Uber published a report on how their tech staff is 85 percent male and, generally, they hire few non-white/non-Asians within the U.S. (see, e.g., New York Times). The founder/CEO (a.k.a. “rich white guy”) says that the company has “a commitment to change.” Part of the Times coverage is based on a female site reliability engineer (new name for “syadmin”?) who wrote about her boss “looking for women to have sex with”.
[One angle I am pretty sure that the New York Times did not cover: Given the typical disparity (inequality?) in pay of a Silicon Valley startup company, in which the earlier arrivals receive stock grants or options worth 10X or 100X what later-hired folks doing the same job get, and given the California child support formula, a woman could get lot more cash for having sex with a senior/early Uber employee than by working as a junior/late-hired Uber employee.]
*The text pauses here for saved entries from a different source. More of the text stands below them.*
//! Worker side of a session: announce readiness once, then execute one
//! command at a time until `end-session`, EOF or shutdown.

use std::future::Future;
use std::panic::{AssertUnwindSafe, catch_unwind};

use tokio::io::{AsyncBufReadExt, AsyncRead, AsyncWrite, AsyncWriteExt, BufReader};

use crate::dispatch;
use crate::error::WorkerError;
use crate::machine::{Machine, MachineError};
use crate::protocol::{Opcode, Response};

/// Run a complete worker session over `stream`.
///
/// `open` authenticates and resolves the target; it runs exactly once.
/// Its failure is reported as a single `ERROR:` line before returning.
/// `shutdown` resolving ends the loop early (e.g. on SIGTERM).
pub async fn run_session<S, M, F, Q>(stream: S, open: F, shutdown: Q) -> Result<(), WorkerError>
where
    S: AsyncRead + AsyncWrite,
    M: Machine,
    F: FnOnce() -> Result<M, MachineError>,
    Q: Future<Output = ()>,
{
    let (reader, mut writer) = tokio::io::split(stream);
    let mut reader = BufReader::new(reader);

    let mut machine = match open() {
        Ok(machine) => machine,
        Err(e) => {
            tracing::error!(error = %e, "session startup failed");
            write_response(&mut writer, &Response::error(e.to_string())).await?;
            return Err(WorkerError::Startup(e));
        }
    };

    write_response(&mut writer, &Response::Ready).await?;
    tracing::info!(vm = machine.name(), "session ready");

    let result = tokio::select! {
        result = serve(&mut machine, &mut reader, &mut writer) => result,
        () = shutdown => {
            tracing::info!("shutdown requested, ending session");
            Ok(())
        }
    };

    machine.release();
    tracing::info!("connection released");
    result
}

async fn serve<M, R, W>(
    machine: &mut M,
    reader: &mut BufReader<R>,
    writer: &mut W,
) -> Result<(), WorkerError>
where
    M: Machine,
    R: AsyncRead + Unpin,
    W: AsyncWrite + Unpin,
{
    let mut buf = Vec::new();
    loop {
        buf.clear();
        if reader
            .read_until(b'\n', &mut buf)
            .await
            .map_err(WorkerError::Read)?
            == 0
        {
            tracing::info!("controller closed the channel");
            return Ok(());
        }
        // Invalid UTF-8 is replaced rather than fatal, so the command is
        // rejected with an ERROR line like any other unknown command.
        let line = String::from_utf8_lossy(&buf);
        let line = line.trim();
        if line.is_empty() {
            continue;
        }

        tracing::debug!(command = line, "received");
        let response = match line.parse::<Opcode>() {
            Ok(Opcode::EndSession) => {
                write_response(writer, &Response::Ended).await?;
                tracing::info!("end of session requested");
                return Ok(());
            }
            Ok(opcode) => execute_guarded(machine, &opcode),
            Err(e) => {
                tracing::warn!(command = line, error = %e, "rejected command");
                Response::error(e.to_string())
            }
        };

        write_response(writer, &response).await?;
    }
}

/// Run one opcode, turning a panic into an `ERROR:` response so the
/// session survives it.
fn execute_guarded<M: Machine>(machine: &mut M, opcode: &Opcode) -> Response {
    match catch_unwind(AssertUnwindSafe(|| dispatch::execute(machine, opcode))) {
        Ok(response) => response,
        Err(payload) => {
            let detail = payload
                .downcast_ref::<&str>()
                .map(|s| s.to_string())
                .or_else(|| payload.downcast_ref::<String>().cloned())
                .unwrap_or_else(|| "unknown panic".into());
            tracing::error!(opcode = %opcode, detail = %detail, "internal fault");
            Response::error(format!("internal fault while running {opcode}: {detail}"))
        }
    }
}

async fn write_response<W: AsyncWrite + Unpin>(
    writer: &mut W,
    response: &Response,
) -> Result<(), WorkerError> {
    writer
        .write_all(response.to_wire().as_bytes())
        .await
        .map_err(WorkerError::Write)?;
    writer.flush().await.map_err(WorkerError::Write)
}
The message of the study and the article seems to be that Uber has done something regrettable by building a non-diverse workforce. However, given that the company is one of the most successful business enterprises ever created (see, e.g. Business Insider and this article on how Uber grew faster than Facebook), could these data be interpreted in another way? If we assume that diversity of workforce had any effect on company success, why isn’t it just as plausible that the lack of diversity was somehow helpful? One argument for diversity in tech and in management is that it impossible for white/Asian guys to understand diverse customers. Uber would seem to disprove that theory. The drivers come from all over the world and are based all over the world. The customers are similarly about as diverse as any customer base could be (essentially anyone who wants to get from Point A to Point B, has a phone, and can afford $5). Why isn’t Uber the ultimate demonstration that the market brings together people from different backgrounds? (i.e., you might not ever go to a mosque, but you’ll take a ride from a Muslim driver if he or she is the closest to you; you might not have any white/male American friends but you’ll use a service run by white/male Americans)
[Not to beat a dead horse too much, but given that the New York Times argues separately that gender is fluid and unmoored to genetics, why do they report as credible Uber’s categorization of employees into “men” and “women”? How would Uber know what the gender identification of their workers is going to be tomorrow morning, for example?]
Readers: What do you think? Does publicizing the fact that one of the world’s most rapidly successful companies is mostly white/Asian guys make other employers say “Whoa. Let’s try not to end up like those Uber founders, early-hired managers, and investors”?